Vereinfachung Interkommunaler Zusammenarbeit (§4 GO)
Wie ebenfalls vom Landtag gefordert, sieht der Gesetzentwurf einen deutlichen Fortschritt zur Vereinfachung interkommunaler Zusammenarbeit vor. Diese soll sich in Zukunft nicht mehr auf benachbarte Gebietskörperschaften beschränken, sondern auch Gemeinden, die nicht in direkter Nachbarschaft zueinander liegen, offenstehen. Damit soll eine Restriktion wegfallen, die in der Vergangenheit viele denkbare Kooperationen zwischen nicht benachbarten Kommunen verhindert hat. Inspiration und viele gelungene Beispiele für Projekte der interkommunalen Zusammenarbeit findet Ihr übrigens auf der Plattform “Interkommunales.nrw„.

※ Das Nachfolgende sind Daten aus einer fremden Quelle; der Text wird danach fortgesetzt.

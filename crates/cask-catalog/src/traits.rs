//! Storage interfaces for the object catalog and the reference ledger.
//!
//! Any backend (in-memory, journaled file, database with a unique index on
//! the digest) implements these traits.

use std::collections::{BTreeSet, HashMap};

use cask_types::{Digest, Reference, StoredObject};

use crate::error::CatalogResult;

/// Result of [`ObjectCatalog::insert_if_absent`].
#[derive(Clone, Debug, PartialEq, Eq)]
pub struct InsertOutcome {
    /// `true` if the offered object was inserted; `false` if another object
    /// with the same digest was already present.
    pub inserted: bool,
    /// The object now in the catalog under the digest: the offered one when
    /// `inserted`, otherwise the pre-existing one.
    pub object: StoredObject,
}

/// Record of unique stored objects keyed by digest.
///
/// Implementations must be thread-safe and must make
/// [`insert_if_absent`](Self::insert_if_absent) atomic: at most one caller
/// ever sees `inserted == true` for a given digest.
pub trait ObjectCatalog: Send + Sync {
    /// Look up the object stored under `digest`.
    fn find(&self, digest: &Digest) -> CatalogResult<Option<StoredObject>>;

    /// Insert `object` unless its digest is already catalogued.
    fn insert_if_absent(&self, object: StoredObject) -> CatalogResult<InsertOutcome>;

    /// Remove and return the object stored under `digest`.
    fn remove(&self, digest: &Digest) -> CatalogResult<Option<StoredObject>>;

    /// All objects, newest first.
    fn list(&self) -> CatalogResult<Vec<StoredObject>>;

    /// Number of catalogued objects.
    fn len(&self) -> CatalogResult<usize>;

    /// Returns `true` if nothing is catalogued.
    fn is_empty(&self) -> CatalogResult<bool> {
        Ok(self.len()? == 0)
    }

    /// Returns `true` if `digest` is catalogued.
    fn contains(&self, digest: &Digest) -> CatalogResult<bool> {
        Ok(self.find(digest)?.is_some())
    }

    /// Every distinct declared media type.
    fn declared_types(&self) -> CatalogResult<BTreeSet<String>> {
        Ok(self
            .list()?
            .into_iter()
            .map(|obj| obj.declared_type)
            .collect())
    }
}

/// Record of uploads that resolved to an already stored object.
pub trait ReferenceLedger: Send + Sync {
    /// Record one duplicate upload.
    fn append(&self, reference: Reference) -> CatalogResult<()>;

    /// References targeting `digest`, newest first.
    fn list_for(&self, digest: &Digest) -> CatalogResult<Vec<Reference>>;

    /// Number of references targeting `digest`.
    fn count_for(&self, digest: &Digest) -> CatalogResult<u64>;

    /// Total number of references.
    fn count(&self) -> CatalogResult<u64>;

    /// Reference counts per target digest (digests without references are
    /// absent).
    fn counts(&self) -> CatalogResult<HashMap<Digest, u64>>;

    /// Delete every reference targeting `digest`. Returns how many went.
    fn remove_for(&self, digest: &Digest) -> CatalogResult<usize>;
}
//! Foundation types for Cask, a deduplicating content-addressed file store.
//!
//! Every other Cask crate depends on `cask-types`.
//!
//! # Key Types
//!
//! - [`Digest`] - Content-addressed identifier (BLAKE3-256 of the raw bytes)
//! - [`ReferenceId`] - UUID v7 identifier of a duplicate upload
//! - [`StoredObject`] - One physically stored blob and its first-arrival metadata
//! - [`Reference`] - One logical upload that resolved to an existing object
//! - [`UsageSummary`] - Process-wide deduplication accounting

pub mod digest;
pub mod error;
pub mod record;
pub mod reference;
pub mod summary;

pub use digest::Digest;
pub use error::TypeError;
pub use record::{Reference, StoredObject};
pub use reference::ReferenceId;
pub use summary::UsageSummary;
use clap::Parser;
use tracing_subscriber::EnvFilter;

mod cli;
mod commands;
mod config;

fn main() -> anyhow::Result<()> {
    let cli = cli::Cli::parse();
    init_tracing(cli.verbose);
    commands::run_command(cli)
}

/// Logs go to stderr so `cask cat` output stays clean. `RUST_LOG` wins
/// over `--verbose`.
fn init_tracing(verbose: bool) {
    let default = if verbose { "debug" } else { "warn" };
    let filter = EnvFilter::try_from_default_env().unwrap_or_else(|_| EnvFilter::new(default));
    tracing_subscriber::fmt()
        .with_env_filter(filter)
        .with_writer(std::io::stderr)
        .init();
}
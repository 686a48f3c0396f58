//! Symbol table entries reported by the host.

use std::fmt;

use super::Address;

/// A named symbol with its load address in the inspected process.
#[derive(Debug, Clone, PartialEq, Eq, Hash)]
pub struct Symbol
{
    name: String,
    address: Address,
}

impl Symbol
{
    /// Construct from a linkage name and load address.
    pub fn new(name: impl Into<String>, address: Address) -> Self
    {
        Self {
            name: name.into(),
            address,
        }
    }

    /// Linkage name as it appears in the module symbol table.
    pub fn name(&self) -> &str
    {
        &self.name
    }

    /// Load address of the symbol start.
    pub fn address(&self) -> Address
    {
        self.address
    }
}

impl fmt::Display for Symbol
{
    fn fmt(&self, f: &mut fmt::Formatter<'_>) -> fmt::Result
    {
        write!(f, "{}: {}", self.name, self.address)
    }
}
//! # Error Types
//!
//! Error handling for the decoding engine.
//!
//! We use `thiserror` to automatically generate `Error` trait implementations
//! and readable messages. An unresolved type is *not* an error: it is a
//! defined state handled by the uninitialized provider.

use thiserror::Error;

use crate::cache::CacheKind;

/// Main error type for engine operations
///
/// Every variant aborts the current render call. Nothing here is retried:
/// the host re-invokes rendering on the user's next interaction.
///
/// ## Error Categories
///
/// 1. **Remote errors**: RemoteEvaluation, MemoryRead, DisplaySettings
/// 2. **Protocol errors**: MalformedShape, UnknownPrimitiveKind
/// 3. **Access errors**: ChildOutOfRange
/// 4. **Usage errors**: CacheNotClearable, InvalidArgument
#[derive(Error, Debug)]
pub enum KonviewError
{
    /// The evaluator reported an invalid result for an expression
    ///
    /// This happens when:
    /// - The selected frame cannot see the runtime-support entry points
    /// - The process is not stopped
    /// - The expression itself faulted in the inferior
    #[error("Remote evaluation failed for `{expression}`: {reason}")]
    RemoteEvaluation
    {
        /// The exact expression text sent to the evaluator
        expression: String,
        /// Host-provided failure description
        reason: String,
    },

    /// A bounded C-string read from process memory failed
    #[error("Failed to read string at 0x{address:x}: {reason}")]
    MemoryRead
    {
        /// Address the read started at
        address: u64,
        /// Host-provided failure description
        reason: String,
    },

    /// A composite query answer did not follow the `disc|arg|...` grammar
    ///
    /// This signals a protocol mismatch between the engine and the runtime
    /// support layer. Field boundaries are never guessed.
    #[error("Malformed shape response `{response}`: {reason}")]
    MalformedShape
    {
        /// The raw response text
        response: String,
        /// What did not parse
        reason: String,
    },

    /// A per-field kind tag outside the known primitive kinds
    #[error("Unknown primitive kind tag {0}")]
    UnknownPrimitiveKind(i64),

    /// A child index outside `[0, count)` was requested
    #[error("Child index {index} out of range (count {count})")]
    ChildOutOfRange
    {
        /// Requested index
        index: usize,
        /// Number of children the provider has
        count: usize,
    },

    /// Only the string-read cache supports being cleared individually
    #[error("Cache {0:?} cannot be cleared")]
    CacheNotClearable(CacheKind),

    /// The host could not report its display settings
    #[error("Display settings unavailable: {0}")]
    DisplaySettings(String),

    /// Invalid argument passed to an engine function
    #[error("Invalid argument: {0}")]
    InvalidArgument(String),
}

impl KonviewError
{
    /// Build a [`KonviewError::MalformedShape`] from any displayable reason.
    pub(crate) fn malformed(response: &str, reason: impl Into<String>) -> Self
    {
        Self::MalformedShape {
            response: response.to_string(),
            reason: reason.into(),
        }
    }
}

/// Convenience type alias for `Result<T, KonviewError>`
///
/// ```rust
/// use konview_core::error::KonviewResult;
/// fn foo() -> KonviewResult<()>
/// {
///     Ok(())
/// }
/// ```
pub type KonviewResult<T> = std::result::Result<T, KonviewError>;
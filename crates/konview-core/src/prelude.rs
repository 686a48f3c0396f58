//! Common module for library exports

pub use crate::cache::CacheKind;
pub use crate::classify::{Classification, TypeDescriptor};
pub use crate::config::EngineConfig;
pub use crate::error::{KonviewError, KonviewResult};
pub use crate::host::{EvalResult, Host};
pub use crate::provider::{ChildValue, NativeValue, Provider, SyntheticValue};
pub use crate::session::Session;
pub use crate::shape::{PrimitiveKind, Shape};
pub use crate::types::{Address, HostValue, Symbol, NULL_MARKER};
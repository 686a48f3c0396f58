//! Shared test host: canned answers plus call counting.

#![allow(dead_code)]

use std::cell::{Cell, RefCell};
use std::collections::HashMap;

use konview_core::eval;
use konview_core::{Address, EvalResult, Host, HostValue, KonviewError, KonviewResult, Symbol};

/// A host answering from fixed tables and recording every evaluation.
pub struct MockHost
{
    answers: HashMap<String, EvalResult>,
    memory: HashMap<u64, String>,
    symbols: Vec<Symbol>,
    variables: HashMap<String, HostValue>,
    max_children: usize,
    next_string: Cell<u64>,
    calls: RefCell<HashMap<String, usize>>,
}

impl MockHost
{
    pub fn new() -> Self
    {
        Self {
            answers: HashMap::new(),
            memory: HashMap::new(),
            symbols: Vec::new(),
            variables: HashMap::new(),
            max_children: 10,
            next_string: Cell::new(0x9000_0000),
            calls: RefCell::new(HashMap::new()),
        }
    }

    pub fn answer(mut self, expression: impl Into<String>, result: EvalResult) -> Self
    {
        self.answers.insert(expression.into(), result);
        self
    }

    pub fn memory(mut self, address: u64, text: impl Into<String>) -> Self
    {
        self.memory.insert(address, text.into());
        self
    }

    /// Answer `expression` with a pointer to a C string holding `text`.
    pub fn string_answer(self, expression: impl Into<String>, text: impl Into<String>) -> Self
    {
        let address = self.next_string.get();
        self.next_string.set(address + 0x100);
        self.answer(expression, EvalResult::from_unsigned(address)).memory(address, text)
    }

    /// Make the object at `address` classify with `descriptor`.
    pub fn typed(self, address: u64, descriptor: u64) -> Self
    {
        let expression = eval::type_info_check(Address::new(address));
        self.answer(expression, EvalResult::from_unsigned(descriptor))
    }

    /// Make the object at `address` typed and answer its shape query.
    pub fn object(self, address: u64, shape: &str) -> Self
    {
        self.typed(address, 0xd000).string_answer(shape_query(address), shape)
    }

    pub fn symbol(mut self, name: &str, address: u64) -> Self
    {
        self.symbols.push(Symbol::new(name, Address::new(address)));
        self
    }

    pub fn variable(mut self, value: HostValue) -> Self
    {
        self.variables.insert(value.name.clone(), value);
        self
    }

    pub fn max_children(mut self, cap: usize) -> Self
    {
        self.max_children = cap;
        self
    }

    /// Number of times `expression` was evaluated.
    pub fn calls(&self, expression: &str) -> usize
    {
        self.calls.borrow().get(expression).copied().unwrap_or(0)
    }

    /// Number of evaluations of any expression.
    pub fn total_calls(&self) -> usize
    {
        self.calls.borrow().values().sum()
    }
}

impl Host for MockHost
{
    fn evaluate(&self, expression: &str) -> EvalResult
    {
        *self.calls.borrow_mut().entry(expression.to_string()).or_insert(0) += 1;
        self.answers.get(expression).cloned().unwrap_or_else(EvalResult::invalid)
    }

    fn read_cstring(&self, address: Address, max_len: u32) -> KonviewResult<String>
    {
        match self.memory.get(&address.value()) {
            Some(text) => Ok(text.chars().take(max_len as usize).collect()),
            None => Err(KonviewError::MemoryRead {
                address: address.value(),
                reason: "unmapped".to_string(),
            }),
        }
    }

    fn max_children(&self) -> KonviewResult<usize>
    {
        Ok(self.max_children)
    }

    fn symbols(&self) -> Vec<Symbol>
    {
        self.symbols.clone()
    }

    fn find_variable(&self, name: &str) -> Option<HostValue>
    {
        self.variables.get(name).cloned()
    }
}

/// Composite shape query for `address` when no string class symbol exists.
pub fn shape_query(address: u64) -> String
{
    eval::complete_type_init_flow(Address::new(address), Address::ZERO)
}

pub fn reference(raw: u64) -> HostValue
{
    HostValue::reference("obj", raw)
}
//! Engine configuration.

/// Symbol of the runtime's string class descriptor.
pub const DEFAULT_STRING_CLASS_SYMBOL: &str = "kclass:kotlin.String";

/// Byte bound for C strings returned by composite queries.
pub const DEFAULT_CSTRING_READ_LIMIT: u32 = 0x1000;

/// Number of `(address, child count)` pairs the revisit tracker remembers.
pub const DEFAULT_REVISIT_CAPACITY: usize = 256;

/// Tunables for one [`crate::Session`].
///
/// The maximum number of children to render is deliberately absent: it is a
/// host display setting and is queried at render time.
#[derive(Debug, Clone, PartialEq, Eq)]
pub struct EngineConfig
{
    /// Symbol passed as the auxiliary argument of the composite shape query
    pub string_class_symbol: String,
    /// Maximum length of composite responses and type names
    pub cstring_read_limit: u32,
    /// Capacity of the revisit tracker
    pub revisit_capacity: usize,
    /// Purge every cache when the host reports a resume
    pub purge_on_resume: bool,
}

impl Default for EngineConfig
{
    fn default() -> Self
    {
        Self {
            string_class_symbol: DEFAULT_STRING_CLASS_SYMBOL.to_string(),
            cstring_read_limit: DEFAULT_CSTRING_READ_LIMIT,
            revisit_capacity: DEFAULT_REVISIT_CAPACITY,
            purge_on_resume: true,
        }
    }
}

impl EngineConfig
{
    /// Override the string class symbol.
    #[must_use]
    pub fn with_string_class_symbol(mut self, symbol: impl Into<String>) -> Self
    {
        self.string_class_symbol = symbol.into();
        self
    }

    /// Override the C-string read limit.
    #[must_use]
    pub fn with_cstring_read_limit(mut self, limit: u32) -> Self
    {
        self.cstring_read_limit = limit;
        self
    }

    /// Override the revisit tracker capacity. Zero is raised to one.
    #[must_use]
    pub fn with_revisit_capacity(mut self, capacity: usize) -> Self
    {
        self.revisit_capacity = capacity.max(1);
        self
    }

    /// Keep caches across resumes.
    #[must_use]
    pub fn keep_caches_on_resume(mut self) -> Self
    {
        self.purge_on_resume = false;
        self
    }
}
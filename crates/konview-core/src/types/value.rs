//! Host-side view of a value to render.

use super::Address;

/// Static type name the host gives managed object references.
pub const OBJ_HEADER_TYPE: &str = "ObjHeader *";

/// Marker rendered for null and not-yet-initialized references.
pub const NULL_MARKER: &str = "null";

/// A value as the host debugger sees it
///
/// The host knows a value's static type and its raw machine bits, plus the
/// textual rendering it would show without any help from this crate. Only
/// values whose static type is [`OBJ_HEADER_TYPE`] are decoded; the rest
/// are rendered as their own text.
#[derive(Debug, Clone, PartialEq, Eq)]
pub struct HostValue
{
    /// Variable or child name
    pub name: String,
    /// Static type name reported by the host
    pub type_name: String,
    /// Raw machine value (the tagged address for references)
    pub raw: u64,
    /// Host's own scalar text for the value, if it has one
    pub text: Option<String>,
}

impl HostValue
{
    /// Build a managed reference value with the host's default text.
    pub fn reference(name: impl Into<String>, raw: u64) -> Self
    {
        Self {
            name: name.into(),
            type_name: OBJ_HEADER_TYPE.to_string(),
            raw,
            text: Some(format!("{raw:#018x}")),
        }
    }

    /// Build a plain scalar value that is never decoded.
    pub fn scalar(name: impl Into<String>, type_name: impl Into<String>, raw: u64, text: Option<String>) -> Self
    {
        Self {
            name: name.into(),
            type_name: type_name.into(),
            raw,
            text,
        }
    }

    /// Whether the static type marks this as a managed reference.
    pub fn is_managed(&self) -> bool
    {
        self.type_name == OBJ_HEADER_TYPE
    }

    /// Raw value viewed as an address.
    pub fn address(&self) -> Address
    {
        Address::new(self.raw)
    }

    /// The text the host would show on its own.
    ///
    /// Falls back to the hexadecimal raw value when the host has no text.
    pub fn fallback_text(&self) -> String
    {
        self.text.clone().unwrap_or_else(|| format!("{:#018x}", self.raw))
    }
}
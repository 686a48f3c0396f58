//! Bounded memory of object providers the host has already asked about.
//!
//! The host sometimes re-queries the same object while its child strings
//! have moved underneath, and the only symptom visible to the engine is an
//! identical `(address, child count)` pair arriving again. The tracker
//! reports such repeats so the session can drop the string-read cache.

use std::collections::VecDeque;

use crate::types::Address;

/// LRU set of `(address, child count)` pairs with a fixed capacity.
#[derive(Debug)]
pub struct RevisitTracker
{
    capacity: usize,
    seen: VecDeque<(Address, usize)>,
}

impl RevisitTracker
{
    /// Create a tracker remembering at most `capacity` pairs (at least one).
    #[must_use]
    pub fn new(capacity: usize) -> Self
    {
        let capacity = capacity.max(1);
        Self {
            capacity,
            seen: VecDeque::with_capacity(capacity),
        }
    }

    /// Record a sighting of `(address, count)`.
    ///
    /// Returns `true` when the pair was already remembered, i.e. on the
    /// second and every later sighting. The pair becomes most recent either
    /// way; the least recent pair is forgotten once the tracker is full.
    pub fn observe(&mut self, address: Address, count: usize) -> bool
    {
        let key = (address, count);
        let revisit = match self.seen.iter().position(|entry| *entry == key) {
            Some(index) => {
                self.seen.remove(index);
                true
            }
            None => {
                if self.seen.len() == self.capacity {
                    self.seen.pop_front();
                }
                false
            }
        };
        self.seen.push_back(key);
        revisit
    }

    /// Number of remembered pairs.
    pub fn len(&self) -> usize
    {
        self.seen.len()
    }

    /// Whether nothing is remembered.
    pub fn is_empty(&self) -> bool
    {
        self.seen.is_empty()
    }

    /// Forget every pair.
    pub fn reset(&mut self)
    {
        self.seen.clear();
    }
}

#[cfg(test)]
mod tests
{
    use super::*;

    #[test]
    fn test_second_sighting_is_revisit()
    {
        let mut tracker = RevisitTracker::new(4);
        assert!(!tracker.observe(Address::new(0x100), 2));
        assert!(tracker.observe(Address::new(0x100), 2));
        assert!(tracker.observe(Address::new(0x100), 2));
        assert_eq!(tracker.len(), 1);
    }

    #[test]
    fn test_count_is_part_of_identity()
    {
        let mut tracker = RevisitTracker::new(4);
        assert!(!tracker.observe(Address::new(0x100), 2));
        assert!(!tracker.observe(Address::new(0x100), 3));
    }

    #[test]
    fn test_least_recent_pair_is_evicted()
    {
        let mut tracker = RevisitTracker::new(2);
        tracker.observe(Address::new(1), 0);
        tracker.observe(Address::new(2), 0);
        // Refresh 1 so that 2 is the oldest.
        tracker.observe(Address::new(1), 0);
        tracker.observe(Address::new(3), 0);

        assert_eq!(tracker.len(), 2);
        assert!(!tracker.observe(Address::new(2), 0));
    }

    #[test]
    fn test_zero_capacity_is_raised()
    {
        let mut tracker = RevisitTracker::new(0);
        assert!(!tracker.observe(Address::new(1), 1));
        assert!(tracker.observe(Address::new(1), 1));
    }
}
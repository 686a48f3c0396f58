//! Arrays: element count up front, element metadata on first access.

use tracing::debug;

use super::{display_limit, join_children, ChildValue, SyntheticValue, ELLIPSIS};
use crate::classify::TypeDescriptor;
use crate::error::{KonviewError, KonviewResult};
use crate::eval;
use crate::host::Host;
use crate::session::Session;
use crate::shape::ArrayElements;
use crate::types::HostValue;

/// An array whose element kinds and addresses are fetched lazily.
///
/// Arrays can be large, so the shape answer carries only the count. The
/// first child access issues one query for the whole array; the answer is
/// kept for the lifetime of the provider.
#[derive(Debug, Clone)]
pub struct ArrayProvider
{
    value: HostValue,
    descriptor: TypeDescriptor,
    count: usize,
    elements: Option<ArrayElements>,
}

impl ArrayProvider
{
    /// Wrap an array of `count` elements.
    ///
    /// A reported count of zero is confirmed with one element-count query.
    ///
    /// ## Errors
    ///
    /// - `RemoteEvaluation`: the confirming count query failed
    pub fn new<H: Host + ?Sized>(
        session: &mut Session<'_, H>,
        value: HostValue,
        descriptor: TypeDescriptor,
        count: usize,
    ) -> KonviewResult<Self>
    {
        let count = if count == 0 {
            let result = eval::evaluate(session.host, &eval::field_count(value.address()))?;
            usize::try_from(result.signed).unwrap_or(0)
        } else {
            count
        };
        Ok(Self {
            value,
            descriptor,
            count,
            elements: None,
        })
    }

    /// Dynamic type of the array.
    pub fn descriptor(&self) -> TypeDescriptor
    {
        self.descriptor
    }

    /// Whether element metadata has been fetched.
    pub fn is_materialized(&self) -> bool
    {
        self.elements.is_some()
    }

    fn elements<H: Host + ?Sized>(&mut self, session: &mut Session<'_, H>) -> KonviewResult<&ArrayElements>
    {
        let elements = match self.elements.take() {
            Some(elements) => elements,
            None => {
                let expression = eval::fields_type_and_address(self.value.address(), self.count);
                let response = session.read_composite(&expression)?;
                let elements = ArrayElements::parse(&response, self.count)?;
                debug!(address = %self.value.address(), count = self.count, "fetched array elements");
                elements
            }
        };
        let elements: &ArrayElements = self.elements.insert(elements);
        Ok(elements)
    }
}

impl SyntheticValue for ArrayProvider
{
    fn child_count<H: Host + ?Sized>(&mut self, _session: &mut Session<'_, H>) -> KonviewResult<usize>
    {
        Ok(self.count)
    }

    fn has_children(&self) -> bool
    {
        self.count > 0
    }

    fn child_index(&self, name: &str) -> Option<usize>
    {
        name.trim().parse::<usize>().ok().filter(|index| *index < self.count)
    }

    fn child_at<H: Host + ?Sized>(&mut self, session: &mut Session<'_, H>, index: usize) -> KonviewResult<ChildValue>
    {
        if index >= self.count {
            return Err(KonviewError::ChildOutOfRange {
                index,
                count: self.count,
            });
        }
        let elements = self.elements(session)?;
        Ok(ChildValue {
            name: index.to_string(),
            kind: elements.kinds[index],
            address: elements.addresses[index],
        })
    }

    fn short_summary<H: Host + ?Sized>(&mut self, session: &mut Session<'_, H>) -> KonviewResult<String>
    {
        let (limit, truncated) = display_limit(session, self.count)?;
        let parts = vec![ELLIPSIS.to_string(); limit];
        Ok(format!("[{}]", join_children(&parts, truncated)))
    }

    fn full_summary<H: Host + ?Sized>(&mut self, session: &mut Session<'_, H>) -> KonviewResult<String>
    {
        let (limit, truncated) = display_limit(session, self.count)?;
        let mut parts = Vec::with_capacity(limit);
        for index in 0..limit {
            let child = self.child_at(session, index)?;
            parts.push(child.load(session)?.render(session)?);
        }
        Ok(format!("[{}]", join_children(&parts, truncated)))
    }
}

Kommunales Vergaberecht soll radikal vereinfacht werden
Mit dem Gesetzentwurf sollen alle landesrechtlichen Wertgrenzen für kommunale Vergabeverfahren aufgehoben werden und alle nordrhein-westfälischen Kommunen künftig vergaberechtlich ebenso viel Handlungsfreiheit wie ihre Tochtergesellschaften erhalten. Die Kommunen sind dann grundsätzlich erst ab Erreichen der europäischen Schwellenwerte verpflichtet, förmlich auszuschreiben. Unterhalb der Schwellenwerte sind sie nur an die Grundsätze von Transparenz und Gleichbehandlung gebunden. Damit kann ein erheblicher Beitrag zum Bürokratieabbau geleistet und insbesondere Investitionen enorm beschleunigt werden.
Zeitplan: Änderungen sollen zur nächsten Ratsperiode (2025 – 2030) greifen
Der Gesetzentwurf befindet sich nun zunächst in der Abstimmung mit den Kommunalen Spitzenverbänden und weiteren Akteuren. Die Landesregierung wird diese Beteiligung auswerten und den Gesetzentwurf unter Berücksichtigung der Stellungnahmen (ggf. mit Anpassungen) beschließen. Anschließend wird er dem Landtag vorgelegt und durchläuft das obligatorische Gesetzgebungsverfahren. Unser klares Ziel ist, das Gesetz noch vor den Sommerferien zu verabschieden, damit alle Änderungen zur nächsten Wahlperiode, der dann neu gewählten kommunalen Gremien, ab dem 1. November 2025 greifen können.